In fact, many locker doors are swung wide open, with their contents exposed in the empty hallway, like some culture where people haven’t invented a word for stealing yet.
That’s an attribute of a small school. Another is "you don’t see divisions between age groups. The older ones help the younger ones, the younger ones don’t seem intimidated by the older kids," said Benton.
When Waskada School’s high school was threatened with closure a decade ago, the community wouldn’t let it go. After all, when a town of 200 people loses its high school component, well, the bell tolls soon enough for the rest of the school. The town is in Manitoba’s southwest corner, almost at the junction of the Manitoba, Saskatchewan and North Dakota borders.
The community began fundraising. That first year, it raised enough to pay a teacher’s assistant salary at the time, about $15,000.
Rule changes don’t allow that anymore, so the new strategy is for the community to buy things like smart boards and gym and computer equipment, and let the school pay the teacher’s aide’s salary. The local Lions Club has put in $7,500 so far this year, Sunrise Credit Union is fundraising, and even Penn West Oil is chipping in.
The school has yet to blank a grade. The lowest number of students in any grade has been three, so far as Benton is aware.
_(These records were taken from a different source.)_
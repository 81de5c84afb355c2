//! Backend that only logs. Used when no real gamepad driver is available.

use aircontrol_types::PlayerIndex;
use async_trait::async_trait;
use tracing::{debug, info};

use crate::error::ActuationError;
use crate::state::GamepadState;
use crate::{GamepadBackend, VirtualPadId};

#[derive(Debug, Default)]
pub struct DryRunGamepad {
    next_id: u32,
}

impl DryRunGamepad {
    pub fn new() -> Self {
        Self::default()
    }
}

#[async_trait]
impl GamepadBackend for DryRunGamepad {
    async fn plug(&mut self, slot: PlayerIndex) -> Result<VirtualPadId, ActuationError> {
        self.next_id += 1;
        let pad = VirtualPadId(self.next_id);
        info!(%slot, %pad, "dry-run pad plugged");
        Ok(pad)
    }

    async fn push(
        &mut self,
        pad: VirtualPadId,
        state: &GamepadState,
    ) -> Result<(), ActuationError> {
        debug!(
            %pad,
            buttons = state.buttons(),
            lx = state.left_stick.x,
            ly = state.left_stick.y,
            rx = state.right_stick.x,
            ry = state.right_stick.y,
            lt = state.left_trigger,
            rt = state.right_trigger,
            dpad = ?state.dpad,
            "dry-run push"
        );
        Ok(())
    }

    async fn unplug(&mut self, pad: VirtualPadId) -> Result<(), ActuationError> {
        info!(%pad, "dry-run pad unplugged");
        Ok(())
    }

    async fn shutdown(&mut self) -> Result<(), ActuationError> {
        Ok(())
    }
}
The graduating class two years ago had just three students. The number is up to five this year. It’s two boys and three girls. Two of the girls are twins.
Twin sisters Amy and Alexis Wanner are asked about romance in a school so small.
"No, they’re like brothers," Alexis says of their two male classmates.
"That would be awkward," Amy adds.
Those type of relationships are left to kids from schools in the nearest towns, Deloraine and Melita.
Things can be very interconnected in a small school, Alexis explained. "Our older sister graduated with (classmate) Paul’s older sister, and our oldest sister graduated with (classmate) Chase’s older brother, and our dad and Paul’s dad work together, and our mom and Paul’s mom work together."
Classmates get along well. "You learn to accept people more because you’re forced to. You can’t just not be around them," said Amy. Grade 11s are paired with Grade 12s most of the time.
Graduation gets interesting. There are a lot of speeches: a grads’ speech to the parents, a parents’ speech to the grads, a grads’ speech to the teachers, a teachers’ speech to the grads, a boy grads’ speech to the girl grads, a girl grads’ speech to the boy grads, a grads’ speech to the Grade 11s, a Grade 11s’ speech to the grads.
Everyone attends the ceremony. "The whole town of Winnipeg doesn’t show up for one class grad, but that’s what happens in Waskada," said Amy. The grads have a party after.
They don’t have the numbers to form sports teams, so they have form "co-ops" with schools in neighbouring towns to make teams.
Enrolment will likely rise a little in the future. Waskada is in the middle of the biggest oil boom in Manitoba. It’s rumoured up to 1,000 new oil wells could be dug this year.
Most of the workers are from elsewhere, but the community expects to get some population growth.
The school building also serves as the public library and community fitness centre to make use of all the space and help pay building costs.